His voice was gruff with irritation, and I diplomatically stayed silent. It was a well known fact that a large proportion of the Avalonian population were more than a little wacky. They called themselves Pagans, and believed that they really had magic powers. They claimed that they were the descendants of the witches that fled to Avalonia to escape persecution and death. I knew in Iceland, a little further north, that the majority of the population refused to deny the existence of elves. Maybe that’s what northern climates did to you-they made you believe that fairy tales were actually true.

I settled back in my seat, watching the scenery scroll by. As we left Northport behind, I began to see why Rupert drove a 4x4. The landscape was rocky, barren, and full of steep hills. Between that and the crosswinds pulling at the car, I guessed that cars built like tanks were a necessity in this country. I shook around in the back as we took hill after hill, bouncing downhill among the alien landscape peppered with brightly-coloured, sturdy looking plants. We were heading towards Avalonia’s second largest city, Ravensborough, the place that was to be my home for the next few years.

It had been a long day with a three am start and a six hour wait for a connection in London. The movement of the car made me drowsy. I can’t remember falling asleep, but when Mum woke me up it was dark outside and we seemed to be stuck in a traffic jam. She was shaking my shoulder and saying something to me that I couldn’t make out.

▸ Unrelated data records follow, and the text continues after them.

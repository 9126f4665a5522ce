use axum::extract::FromRef;
use sea_orm::DatabaseConnection;

use aeroride_auth_types::identity::JwtSecret;

use crate::infra::code::RandomCodeGenerator;
use crate::infra::db::{DbIdentityRepository, DbOtpRepository};
use crate::infra::mailer::ResendMailer;
use crate::infra::rate_limit::RateLimiter;

/// Shared application state passed to every handler via axum `State`.
#[derive(Clone)]
pub struct AppState {
    pub db: DatabaseConnection,
    pub jwt_secret: JwtSecret,
    pub cookie_domain: String,
    pub mailer: ResendMailer,
    pub rate_limiter: RateLimiter,
}

impl AppState {
    pub fn otp_repo(&self) -> DbOtpRepository {
        DbOtpRepository {
            db: self.db.clone(),
        }
    }

    pub fn identity_repo(&self) -> DbIdentityRepository {
        DbIdentityRepository {
            db: self.db.clone(),
        }
    }

    pub fn code_generator(&self) -> RandomCodeGenerator {
        RandomCodeGenerator
    }
}

impl FromRef<AppState> for JwtSecret {
    fn from_ref(state: &AppState) -> Self {
        state.jwt_secret.clone()
    }
}
use axum::{
    Router,
    extract::State,
    http::StatusCode,
    routing::{get, post},
};

use aeroride_core::health::{healthz, readiness};
use aeroride_core::middleware::{propagate_request_id_layer, request_id_layer, trace_layer};

use crate::handlers::{
    otp::{issue_otp, verify_otp},
    token::{check_token, refresh_token, revoke_token},
};
use crate::infra::db::ping;
use crate::state::AppState;

async fn readyz(State(state): State<AppState>) -> StatusCode {
    readiness(ping(&state.db).await)
}

pub fn build_router(state: AppState) -> Router {
    Router::new()
        // Health
        .route("/healthz", get(healthz))
        .route("/readyz", get(readyz))
        // One-time codes
        .route("/auth/otp", post(issue_otp))
        .route("/auth/otp/verify", post(verify_otp))
        // Session
        .route(
            "/auth/token",
            get(check_token).patch(refresh_token).delete(revoke_token),
        )
        .layer(propagate_request_id_layer())
        .layer(trace_layer())
        .layer(request_id_layer())
        .with_state(state)
}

‘Your passport, Scarlett, where’s your passport?’

I rummaged in my shoulder bag sleepily and handed it to my mother. My eyes slowly began to adjust and I could see that we were in some sort of queue. Peering through the windscreen, I saw a group of men in uniform standing beside a trucks painted in army camouflage. A sign set up at the side of the road confirmed my suspicions: army checkpoint.

I’d only seen checkpoints in films. Our car slid up to the front of the line where a surly looking soldier grabbed asked for identification. Rupert handed over his identification card and our two passports. The soldier shone a torch at each of our faces, and threw light on empty seats, while another walked around the back of the vehicle. I guessed they were checking that we weren’t smuggling anyone else in with us.

‘Affiliation?’ he asked Rupert gruffly.

‘Rationalist.’

‘What is your business in this area, sir?’

‘We live in Chesterfield,’ Rupert answered.

‘And what about the two with the Irish passports?’

‘They’re moving here, their visas are in the back of the passports.’

He flicked through the passports, confirming that what Rupert said was true. Finally satisfied, he nodded at Rupert.

‘Ok. Make sure they get registered at their nearest office as soon as possible.’

‘No problem.’

‘That’s fine Sir. You can go now.’

He nodded to the soldiers standing in front of the car. They moved back and waved us through. The car sped up and we began to cross what looked like the Starling-Bird Bridge. I recognised it from a picture on the front of the guidebook that Genevieve had bought me as a leaving present. At the thought of Genevieve, I felt another pang in the pit of my stomach as I remembered just how far away I was from home.

‘Here we are, this is Chesterfield,’ Rupert says as he swung off the main road and into a large housing estate. I could tell from the large houses and the type of cars parked neatly in front of them that this must be a pretty comfortable area. The grass in the front gardens looked like it was all cut to a regulation length and the houses had names instead of numbers. Rupert pulled into the driveway of a huge rambling mock Tudor house called Lakeview. Sure enough when I got out of the car I could see the lights of the Starling-Bird Bridge twinkling where it crossed Lady’s Lake.